Democracy Now! reports that a judge in Seattle ruled last month that eight children who have sued the state of Washington for failing to protect them from climate change can have their day in court. The children, aged 12 to 16, are arguing Washington state has violated its own constitution by failing to protect shared resources as required under the public trust doctrine. The ruling comes after a federal judge in Eugene, Oregon, ruled recently that a similar case in which young people are suing the federal government over its failure to protect them from climate change can also proceed. In that lawsuit, 21 activists ages 9 to 20 argue that the federal government’s actions violate their constitutional rights to life, liberty, and property, and the government has violated its obligation to hold certain natural resources in trust for future generations.
The State news writes that the petitioners asked a state judge to step in and require the state Department of Ecology to come up with science-based numeric emissions reductions. Washington argued that it has complied with the court’s prior orders and there’s no basis for finding the Department of Ecology in contempt.
One of the plaintiffs in both the federal and state cases is sixteen year old Aji Piper. He said he and others are fighting for their right to live in a world that is healthy, safe and sustainable. “The most concerning thing to me is that our planet will be destroyed and I would have done nothing about it,” he said outside court. “We’re bringing this case because we need to have a stronger voice and right now that’s through the legal system.”
Piper and seven others in Seattle brought their petition in 2014 asking the court to force state officials to adopt new rules to limit carbon emissions based on the best available science. “Ecology has the legal authority and responsibility to remedy the ongoing legal violations of these young people’s fundamental rights,” Andrea Rodgers, the children’s attorney, told the judge.
In November, King County Superior Court Judge Hollis Hill denied their appeal but affirmed some of the children’s arguments, saying the state has an obligation to protect natural resources for future generations. At the time, the judge noted that the Department of Ecology was already working on meeting that obligation by writing new rules for greenhouse gas emissions ordered by the governor.
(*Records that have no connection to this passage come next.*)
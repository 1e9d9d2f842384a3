//! Document-store seam between the forum service and MongoDB.
//!
//! SYSTEM CONTEXT
//! ==============
//! The forum service speaks in BSON filter and sort documents and never
//! touches the driver directly. [`DocumentCollection`] is the whole surface
//! it needs: "find all matching, optionally sorted", "find one by exact
//! match" and "insert one, get the assigned id". Production wires
//! `mongodb::Collection<T>`; tests wire the in-memory collection from
//! [`test_helpers`].

use async_trait::async_trait;
use bson::oid::ObjectId;
use bson::{Bson, Document};
use futures::TryStreamExt;
use serde::Serialize;
use serde::de::DeserializeOwned;

// =============================================================================
// ERROR
// =============================================================================

/// Failures raised by a document collection.
#[derive(Debug, thiserror::Error)]
pub enum StoreError {
    #[error(transparent)]
    Driver(#[from] mongodb::error::Error),
    #[error("document serialization failed: {0}")]
    Serialize(#[from] bson::ser::Error),
    #[error("document deserialization failed: {0}")]
    Deserialize(#[from] bson::de::Error),
    #[error("store assigned a non-ObjectId identifier: {0}")]
    UnexpectedId(Bson),
}

// =============================================================================
// COLLECTION TRAIT
// =============================================================================

/// Per-collection operations consumed by the forum service.
#[async_trait]
pub trait DocumentCollection<T>: Send + Sync {
    /// Materialize every document matching `filter`, ordered by `sort` when given.
    async fn find_all(&self, filter: Document, sort: Option<Document>) -> Result<Vec<T>, StoreError>;

    /// Return the first document matching `filter`, if any.
    async fn find_one(&self, filter: Document) -> Result<Option<T>, StoreError>;

    /// Insert `record` and return the identifier the store assigned to it.
    async fn insert_one(&self, record: &T) -> Result<ObjectId, StoreError>;
}

/// Parse `raw` as a store identifier. `None` when it is not 24 hex digits.
#[must_use]
pub fn parse_object_id(raw: &str) -> Option<ObjectId> {
    ObjectId::parse_str(raw).ok()
}

// =============================================================================
// MONGODB
// =============================================================================

#[async_trait]
impl<T> DocumentCollection<T> for mongodb::Collection<T>
where
    T: Serialize + DeserializeOwned + Unpin + Send + Sync,
{
    async fn find_all(&self, filter: Document, sort: Option<Document>) -> Result<Vec<T>, StoreError> {
        let mut find = self.find(filter);
        if let Some(sort) = sort {
            find = find.sort(sort);
        }
        let cursor = find.await?;
        Ok(cursor.try_collect().await?)
    }

    async fn find_one(&self, filter: Document) -> Result<Option<T>, StoreError> {
        Ok(mongodb::Collection::find_one(self, filter).await?)
    }

    async fn insert_one(&self, record: &T) -> Result<ObjectId, StoreError> {
        let result = mongodb::Collection::insert_one(self, record).await?;
        match result.inserted_id {
            Bson::ObjectId(id) => Ok(id),
            other => Err(StoreError::UnexpectedId(other)),
        }
    }
}

#[cfg(test)]
pub mod test_helpers;

#[cfg(test)]
#[path = "mod_test.rs"]
mod tests;
//! Server configuration parsed from environment variables.

use std::net::{IpAddr, Ipv4Addr, SocketAddr};

pub const DEFAULT_HOST: IpAddr = IpAddr::V4(Ipv4Addr::UNSPECIFIED);
pub const DEFAULT_PORT: u16 = 5000;
pub const DEFAULT_MONGODB_URI: &str = "mongodb://localhost:27017";
pub const DEFAULT_DATABASE: &str = "AnonForum";

#[derive(Debug, thiserror::Error)]
pub enum ConfigError {
    #[error("invalid {var}: {value:?}")]
    Invalid { var: &'static str, value: String },
}

#[derive(Debug, Clone, PartialEq, Eq)]
pub struct ServerConfig {
    pub listen_addr: SocketAddr,
    pub mongodb_uri: String,
    pub database: String,
    /// Upper bound on pooled store connections; driver default when `None`.
    pub max_pool_size: Option<u32>,
    /// Replace store error text in `Internal` statuses with an opaque message.
    pub redact_internal_errors: bool,
}

impl ServerConfig {
    /// Build typed server config from environment variables.
    ///
    /// Optional:
    /// - `HOST`: bind address, default `0.0.0.0`
    /// - `PORT`: default 5000
    /// - `MONGODB_URI`: default `mongodb://localhost:27017`
    /// - `MONGODB_DATABASE`: default `AnonForum`
    /// - `DB_MAX_CONNECTIONS`: positive integer, driver default when absent
    /// - `FORUM_REDACT_INTERNAL_ERRORS`: `true`/`false`, default `false`
    ///
    /// # Errors
    ///
    /// Returns [`ConfigError::Invalid`] for values that do not parse.
    pub fn from_env() -> Result<Self, ConfigError> {
        Self::from_lookup(|key| std::env::var(key).ok())
    }

    /// Same as [`ServerConfig::from_env`] but reading through `lookup`.
    ///
    /// # Errors
    ///
    /// Returns [`ConfigError::Invalid`] for values that do not parse.
    pub fn from_lookup(lookup: impl Fn(&str) -> Option<String>) -> Result<Self, ConfigError> {
        let host: IpAddr = parse_or("HOST", lookup("HOST"), DEFAULT_HOST)?;
        let port: u16 = parse_or("PORT", lookup("PORT"), DEFAULT_PORT)?;
        let mongodb_uri = lookup("MONGODB_URI").unwrap_or_else(|| DEFAULT_MONGODB_URI.to_string());
        let database = lookup("MONGODB_DATABASE").unwrap_or_else(|| DEFAULT_DATABASE.to_string());
        let max_pool_size = lookup("DB_MAX_CONNECTIONS").map(parse_pool_size).transpose()?;
        let redact_internal_errors = parse_bool("FORUM_REDACT_INTERNAL_ERRORS", lookup("FORUM_REDACT_INTERNAL_ERRORS"))?;

        Ok(Self {
            listen_addr: SocketAddr::new(host, port),
            mongodb_uri,
            database,
            max_pool_size,
            redact_internal_errors,
        })
    }
}

fn invalid(var: &'static str, value: String) -> ConfigError {
    ConfigError::Invalid { var, value }
}

fn parse_or<T: std::str::FromStr>(var: &'static str, raw: Option<String>, default: T) -> Result<T, ConfigError> {
    match raw {
        None => Ok(default),
        Some(raw) => raw.trim().parse::<T>().map_err(|_| invalid(var, raw)),
    }
}

/// The driver reads a pool size of 0 as "unbounded", so only positive caps are accepted.
fn parse_pool_size(raw: String) -> Result<u32, ConfigError> {
    match raw.trim().parse::<u32>() {
        Ok(size) if size > 0 => Ok(size),
        _ => Err(invalid("DB_MAX_CONNECTIONS", raw)),
    }
}

fn parse_bool(var: &'static str, raw: Option<String>) -> Result<bool, ConfigError> {
    let Some(raw) = raw else {
        return Ok(false);
    };
    let normalized = raw.trim().to_ascii_lowercase();
    match normalized.as_str() {
        "1" | "true" | "yes" | "on" => Ok(true),
        "0" | "false" | "no" | "off" | "" => Ok(false),
        _ => Err(invalid(var, raw)),
    }
}

#[cfg(test)]
#[path = "config_test.rs"]
mod tests;
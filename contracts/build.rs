fn main() -> Result<(), Box<dyn std::error::Error>> {
    println!("cargo:rerun-if-changed=proto/forum.proto");

    // protox parses the schema in-process, so no system protoc is required.
    let descriptors = protox::compile(["forum.proto"], ["proto"])?;
    tonic_build::configure()
        .build_server(true)
        .build_client(true)
        .compile_fds(descriptors)?;
    Ok(())
}
//! Domain services used by the RPC layer.
//!
//! ARCHITECTURE
//! ============
//! Service modules own validation, query construction and document mapping
//! so RPC handlers can stay focused on protocol translation and status
//! mapping.

pub mod forum;
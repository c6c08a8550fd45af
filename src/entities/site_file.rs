//! Site file entity - One named source file belonging to a hosted site.
//!
//! File names are unique within a site. The reserved defaults (`index.html`,
//! `styles.css`, `script.js`) are seeded at site creation and may not be
//! deleted; that rule lives in the core layer, not in a table constraint.

use sea_orm::entity::prelude::*;
use serde::{Deserialize, Serialize};

/// Site file database model
#[derive(Clone, Debug, PartialEq, Eq, DeriveEntityModel, Serialize, Deserialize)]
#[sea_orm(table_name = "site_files")]
pub struct Model {
    /// Unique identifier for the file
    #[sea_orm(primary_key)]
    pub id: i64,
    /// ID of the site this file belongs to
    pub site_id: i64,
    /// File name including extension, unique per site
    pub file_name: String,
    /// Raw text content
    pub content: String,
    /// When the file was created
    pub created_at: DateTimeUtc,
    /// When the content was last saved
    pub updated_at: DateTimeUtc,
}

/// Defines relationships between `SiteFile` and other entities
#[derive(Copy, Clone, Debug, EnumIter, DeriveRelation)]
pub enum Relation {
    /// Each file belongs to one site
    #[sea_orm(
        belongs_to = "super::site::Entity",
        from = "Column::SiteId",
        to = "super::site::Column::Id"
    )]
    Site,
}

impl Related<super::site::Entity> for Entity {
    fn to() -> RelationDef {
        Relation::Site.def()
    }
}

impl ActiveModelBehavior for ActiveModel {}
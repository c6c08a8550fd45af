//! Database configuration module for the QuickHost core.
//!
//! This module handles `SQLite` database connection and table creation using `SeaORM`.
//! Table creation uses `Schema::create_table_from_entity` so the schema is generated
//! from the entity definitions, keeping the database in lockstep with the Rust structs
//! without any hand-written SQL. Tables are created in dependency order because the
//! generated schema carries foreign keys for the `belongs_to` relations.

use crate::entities::{Email, MailIdentity, MailboxEntry, Profile, Site, SiteFile};
use crate::errors::Result;
use sea_orm::{ConnectionTrait, Database, DatabaseConnection, Schema};

/// Gets the database URL from the environment or returns the default `SQLite` path.
pub fn get_database_url() -> String {
    std::env::var("DATABASE_URL").unwrap_or_else(|_| "sqlite://data/quickhost.sqlite".to_string())
}

/// Establishes a connection to the database named by `DATABASE_URL`.
///
/// Falls back to a default local `SQLite` file if no environment variable is set.
pub async fn create_connection() -> Result<DatabaseConnection> {
    Database::connect(get_database_url()).await.map_err(Into::into)
}

/// Creates all tables from the entity definitions.
///
/// Profiles come first, then sites and their files, then the mail tables,
/// matching the direction of the foreign keys.
pub async fn create_tables(db: &DatabaseConnection) -> Result<()> {
    let builder = db.get_database_backend();
    let schema = Schema::new(builder);

    let profile_table = schema.create_table_from_entity(Profile);
    let site_table = schema.create_table_from_entity(Site);
    let site_file_table = schema.create_table_from_entity(SiteFile);
    let mail_identity_table = schema.create_table_from_entity(MailIdentity);
    let email_table = schema.create_table_from_entity(Email);
    let mailbox_entry_table = schema.create_table_from_entity(MailboxEntry);

    db.execute(builder.build(&profile_table)).await?;
    db.execute(builder.build(&site_table)).await?;
    db.execute(builder.build(&site_file_table)).await?;
    db.execute(builder.build(&mail_identity_table)).await?;
    db.execute(builder.build(&email_table)).await?;
    db.execute(builder.build(&mailbox_entry_table)).await?;

    Ok(())
}

#[cfg(test)]
mod tests {
    use super::*;
    use crate::entities::{
        email::Model as EmailModel, mail_identity::Model as MailIdentityModel,
        mailbox_entry::Model as MailboxEntryModel, profile::Model as ProfileModel,
        site::Model as SiteModel, site_file::Model as SiteFileModel,
    };
    use sea_orm::{EntityTrait, QuerySelect};

    #[tokio::test]
    async fn test_create_tables() -> Result<()> {
        let db = Database::connect("sqlite::memory:").await?;
        create_tables(&db).await?;

        // Each table exists if a query against it succeeds
        let _: Vec<ProfileModel> = Profile::find().limit(1).all(&db).await?;
        let _: Vec<SiteModel> = Site::find().limit(1).all(&db).await?;
        let _: Vec<SiteFileModel> = SiteFile::find().limit(1).all(&db).await?;
        let _: Vec<MailIdentityModel> = MailIdentity::find().limit(1).all(&db).await?;
        let _: Vec<EmailModel> = Email::find().limit(1).all(&db).await?;
        let _: Vec<MailboxEntryModel> = MailboxEntry::find().limit(1).all(&db).await?;

        Ok(())
    }
}
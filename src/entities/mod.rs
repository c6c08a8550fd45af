//! Entity module - Contains all SeaORM entity definitions for the database.
//! These entities represent the database tables and their relationships.
//! Each entity has a Model struct for data and an Entity struct for operations.

pub mod email;
pub mod mail_identity;
pub mod mailbox_entry;
pub mod profile;
pub mod site;
pub mod site_file;

// Re-export specific types to avoid conflicts
pub use email::{Column as EmailColumn, Entity as Email, Model as EmailModel};
pub use mail_identity::{
    Column as MailIdentityColumn, Entity as MailIdentity, Model as MailIdentityModel,
};
pub use mailbox_entry::{
    Column as MailboxEntryColumn, Entity as MailboxEntry, Model as MailboxEntryModel,
};
pub use profile::{Column as ProfileColumn, Entity as Profile, Model as ProfileModel};
pub use site::{Column as SiteColumn, Entity as Site, Model as SiteModel};
pub use site_file::{Column as SiteFileColumn, Entity as SiteFile, Model as SiteFileModel};
//! Hosted site lifecycle.
//!
//! Creating a site costs a fixed number of credits and seeds the three
//! default files. The site row and its files are written in one database
//! transaction, so a half-created site can never exist; the credit debit
//! happens afterwards through the session, and a failed debit rolls the
//! whole site back. Deletion never refunds credits.

use crate::{
    config::templates,
    core::session::Session,
    entities::{Site, SiteFile, site, site_file},
    errors::{Error, Result},
};
use rand::{Rng, distr::Alphanumeric};
use sea_orm::{QueryOrder, Set, TransactionTrait, prelude::*};
use tracing::{error, info, warn};

/// Credits debited when a new site is created
pub const NEW_SITE_COST: i64 = 5;

const SLUG_SUFFIX_LEN: usize = 6;

/// Derives a public slug from a site name: lowercased, whitespace collapsed
/// to hyphens, everything outside `[a-z0-9-]` dropped, plus a random
/// alphanumeric suffix so equal names never collide.
#[must_use]
pub fn generate_slug(name: &str) -> String {
    let base: String = name
        .to_lowercase()
        .chars()
        .map(|c| if c.is_whitespace() { '-' } else { c })
        .filter(|c| c.is_ascii_lowercase() || c.is_ascii_digit() || *c == '-')
        .collect();

    let suffix: String = rand::rng()
        .sample_iter(Alphanumeric)
        .take(SLUG_SUFFIX_LEN)
        .map(char::from)
        .collect::<String>()
        .to_lowercase();

    format!("{base}-{suffix}")
}

/// Creates a site for the signed-in user, seeding the default files and
/// debiting [`NEW_SITE_COST`] credits.
///
/// The credit guard runs against the session's local balance before any row
/// is written. The site and its default files are inserted atomically; if
/// the subsequent debit fails to persist, the site is deleted again and the
/// debit error surfaces to the caller.
///
/// # Errors
/// [`Error::EmptySiteName`], [`Error::InsufficientCredits`], or a database
/// failure.
pub async fn create_site(
    db: &DatabaseConnection,
    session: &Session,
    name: &str,
) -> Result<site::Model> {
    let name = name.trim();
    if name.is_empty() {
        return Err(Error::EmptySiteName);
    }

    let balance = session.credits();
    if balance < NEW_SITE_COST {
        return Err(Error::InsufficientCredits {
            balance,
            required: NEW_SITE_COST,
        });
    }

    let now = chrono::Utc::now();
    let txn = db.begin().await?;

    let new_site = site::ActiveModel {
        user_id: Set(session.user_id().to_string()),
        site_name: Set(name.to_string()),
        public_link_slug: Set(generate_slug(name)),
        status: Set("active".to_string()),
        created_at: Set(now),
        updated_at: Set(now),
        ..Default::default()
    };
    let created = new_site.insert(&txn).await?;

    for template in templates::default_templates() {
        let file = site_file::ActiveModel {
            site_id: Set(created.id),
            file_name: Set(template.file_name),
            content: Set(template.content),
            created_at: Set(now),
            updated_at: Set(now),
            ..Default::default()
        };
        file.insert(&txn).await?;
    }

    txn.commit().await?;

    // The rows exist; now charge for them. A failed debit compensates by
    // removing the site again, default files included.
    if let Err(debit_error) = session.debit(NEW_SITE_COST).await {
        warn!(
            site_id = created.id,
            "credit debit failed, rolling back site creation: {debit_error}"
        );
        if let Err(cleanup_error) = delete_site(db, created.id).await {
            error!(
                site_id = created.id,
                "failed to clean up site after debit failure: {cleanup_error}"
            );
        }
        return Err(debit_error);
    }

    info!(
        site_id = created.id,
        slug = %created.public_link_slug,
        "site created"
    );
    Ok(created)
}

/// Finds a site by its public slug. This is the public read path: no owner
/// check, anyone holding the slug may view the site.
pub async fn get_site_by_slug(db: &DatabaseConnection, slug: &str) -> Result<Option<site::Model>> {
    Site::find()
        .filter(site::Column::PublicLinkSlug.eq(slug))
        .one(db)
        .await
        .map_err(Into::into)
}

/// Finds a site by its internal id.
pub async fn get_site_by_id(db: &DatabaseConnection, site_id: i64) -> Result<Option<site::Model>> {
    Site::find_by_id(site_id).one(db).await.map_err(Into::into)
}

/// Lists a user's sites, newest first.
pub async fn get_sites_for_user(db: &DatabaseConnection, user_id: &str) -> Result<Vec<site::Model>> {
    Site::find()
        .filter(site::Column::UserId.eq(user_id))
        .order_by_desc(site::Column::CreatedAt)
        .all(db)
        .await
        .map_err(Into::into)
}

/// Deletes a site and all of its files. Credits are not refunded.
///
/// # Errors
/// [`Error::SiteNotFound`] if no such site exists.
pub async fn delete_site(db: &DatabaseConnection, site_id: i64) -> Result<()> {
    let txn = db.begin().await?;

    SiteFile::delete_many()
        .filter(site_file::Column::SiteId.eq(site_id))
        .exec(&txn)
        .await?;

    let result = Site::delete_by_id(site_id).exec(&txn).await?;
    if result.rows_affected == 0 {
        return Err(Error::SiteNotFound {
            slug: site_id.to_string(),
        });
    }

    txn.commit().await?;
    info!(site_id, "site deleted");
    Ok(())
}

#[cfg(test)]
mod tests {
    #![allow(clippy::unwrap_used)]
    use super::*;
    use crate::core::session;
    use crate::test_utils::*;

    #[test]
    fn test_generate_slug_shape() {
        let slug = generate_slug("My Awesome Project!");
        let (base, suffix) = slug.rsplit_once('-').unwrap();
        assert_eq!(base, "my-awesome-project");
        assert_eq!(suffix.len(), 6);
        assert!(
            slug.chars()
                .all(|c| c.is_ascii_lowercase() || c.is_ascii_digit() || c == '-')
        );
    }

    #[test]
    fn test_generate_slug_unique_for_equal_names() {
        assert_ne!(generate_slug("blog"), generate_slug("blog"));
    }

    #[tokio::test]
    async fn test_create_site_requires_name() -> Result<()> {
        let db = setup_test_db().await?;
        let session = signed_in_session(&db, "user-1", 10).await?;

        let result = create_site(&db, &session, "   ").await;
        assert!(matches!(result.unwrap_err(), Error::EmptySiteName));

        Ok(())
    }

    #[tokio::test]
    async fn test_create_site_guard_rejects_before_any_write() -> Result<()> {
        let db = setup_test_db().await?;
        let session = signed_in_session(&db, "user-1", NEW_SITE_COST - 1).await?;

        let result = create_site(&db, &session, "Broke Site").await;
        assert!(matches!(
            result.unwrap_err(),
            Error::InsufficientCredits { balance: 4, required: NEW_SITE_COST }
        ));

        // No site row, no file rows, balance untouched.
        assert!(get_sites_for_user(&db, "user-1").await?.is_empty());
        assert_eq!(SiteFile::find().all(&db).await?.len(), 0);
        assert_eq!(session.credits(), NEW_SITE_COST - 1);

        Ok(())
    }

    #[tokio::test]
    async fn test_create_site_seeds_defaults_and_debits() -> Result<()> {
        let db = setup_test_db().await?;
        let session = signed_in_session(&db, "user-1", 8).await?;

        let created = create_site(&db, &session, "My Blog").await?;
        assert_eq!(created.site_name, "My Blog");
        assert_eq!(created.status, "active");
        assert!(created.public_link_slug.starts_with("my-blog-"));

        let file_names: Vec<String> = crate::core::file::get_files_for_site(&db, created.id)
            .await?
            .into_iter()
            .map(|f| f.file_name)
            .collect();
        assert_eq!(file_names, vec!["index.html", "script.js", "styles.css"]);

        assert_eq!(session.credits(), 3);
        let profile = session::get_profile(&db, "user-1").await?.unwrap();
        assert_eq!(profile.credits, 3);

        Ok(())
    }

    #[tokio::test]
    async fn test_create_site_rolls_back_when_debit_fails() -> Result<()> {
        let db = setup_test_db().await?;
        let session = signed_in_session(&db, "user-1", 10).await?;

        // Make the debit's write-through fail while the local balance is
        // still sufficient.
        crate::entities::Profile::delete_by_id("user-1".to_string())
            .exec(&db)
            .await?;

        let result = create_site(&db, &session, "Doomed Site").await;
        assert!(matches!(
            result.unwrap_err(),
            Error::ProfileNotFound { user_id: _ }
        ));

        // Compensation removed the site and its files; the local balance
        // was restored.
        assert!(get_sites_for_user(&db, "user-1").await?.is_empty());
        assert_eq!(SiteFile::find().all(&db).await?.len(), 0);
        assert_eq!(session.credits(), 10);

        Ok(())
    }

    #[tokio::test]
    async fn test_accrue_then_create_scenario() -> Result<()> {
        let db = setup_test_db().await?;

        // New signup starts at zero.
        session::create_profile(&db, "user-1").await?;
        let session = session::Session::sign_in(db.clone(), "user-1").await?;
        assert_eq!(session.credits(), 0);

        // Two ticks in: still short of the site cost.
        session.tick();
        session.tick();
        assert_eq!(session.credits(), 2);
        let early = create_site(&db, &session, "Too Early").await;
        assert!(matches!(
            early.unwrap_err(),
            Error::InsufficientCredits { balance: 2, required: NEW_SITE_COST }
        ));

        // Keep accruing until the balance covers the cost.
        while session.credits() < NEW_SITE_COST {
            session.tick();
        }

        let created = create_site(&db, &session, "Finally").await?;
        assert_eq!(session.credits(), 0);
        let files = crate::core::file::get_files_for_site(&db, created.id).await?;
        assert_eq!(files.len(), 3);

        Ok(())
    }

    #[tokio::test]
    async fn test_get_site_by_slug_public_read() -> Result<()> {
        let (db, _session, created) = setup_with_site().await?;

        let found = get_site_by_slug(&db, &created.public_link_slug).await?;
        assert_eq!(found.unwrap().id, created.id);

        let missing = get_site_by_slug(&db, "not-a-slug").await?;
        assert!(missing.is_none());

        Ok(())
    }

    #[tokio::test]
    async fn test_delete_site_removes_files_without_refund() -> Result<()> {
        let (db, session, created) = setup_with_site().await?;
        let balance_before = session.credits();

        delete_site(&db, created.id).await?;

        assert!(get_site_by_id(&db, created.id).await?.is_none());
        assert_eq!(SiteFile::find().all(&db).await?.len(), 0);
        assert_eq!(session.credits(), balance_before);

        Ok(())
    }

    #[tokio::test]
    async fn test_delete_unknown_site() -> Result<()> {
        let db = setup_test_db().await?;

        let result = delete_site(&db, 999).await;
        assert!(matches!(result.unwrap_err(), Error::SiteNotFound { slug: _ }));

        Ok(())
    }

    #[tokio::test]
    async fn test_sites_listed_newest_first() -> Result<()> {
        let db = setup_test_db().await?;
        let session = signed_in_session(&db, "user-1", 20).await?;

        let first = create_site(&db, &session, "First").await?;
        let second = create_site(&db, &session, "Second").await?;

        let sites = get_sites_for_user(&db, "user-1").await?;
        assert_eq!(sites.len(), 2);
        // Equal timestamps are possible at this resolution; ids break the tie.
        assert!(sites.iter().any(|s| s.id == first.id));
        assert_eq!(sites.iter().map(|s| s.id).max(), Some(second.id));

        Ok(())
    }
}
The plaintiffs again asked the judge to step in after the Department of Ecology in February withdrew its proposed clean air rule to make changes. The department was in the process of writing new rules but Hill in April ordered the agency to proceed with its rulemaking and come up with a rule by the end of 2016. The Seattle children contend the clean air rule the state adopted in September – which caps emissions from the state’s largest carbon polluters – doesn’t do enough to protect young people, and that the state is violating prior court orders by not doing more.
Assistant Attorney General Kay Shirey said in court that the department complied with court orders by adopting its clean air rule requiring power plants, refineries and others large polluters to reduce emissions by an average 1.7 percent each year. She argued that the petitioners’ claims amount to a challenge of the department’s clean air rule, which should be heard in Thurston County Superior Court. She also noted in court filings that the court didn’t direct the department to adopt any particular rule, nor did the court say what should or should not be in the rule.
The case is not about the clean air rule, Rodgers said, but about whether the state has fulfilled its constitutional and statutory duties to protect the fundamental rights of young people from the perils of climate change. “This is the world I’m going to have to grow up in,” said Gabe Mandell, 14, of Seattle, before the hearing. “Ecology has a mandate to protect our future and they’re not doing it. They’re not doing their job and they’re not doing what the judge ordered.”
The petitioners can now go to court and argue that the state has violated their rights under the state constitution and the legal principle called the public trust doctrine, which requires the government to protect shared resources, said Andrea Rodgers. All of the policies that the state has implemented in response to climate change are not resulting in emissions reductions that comply with state law and science, she said.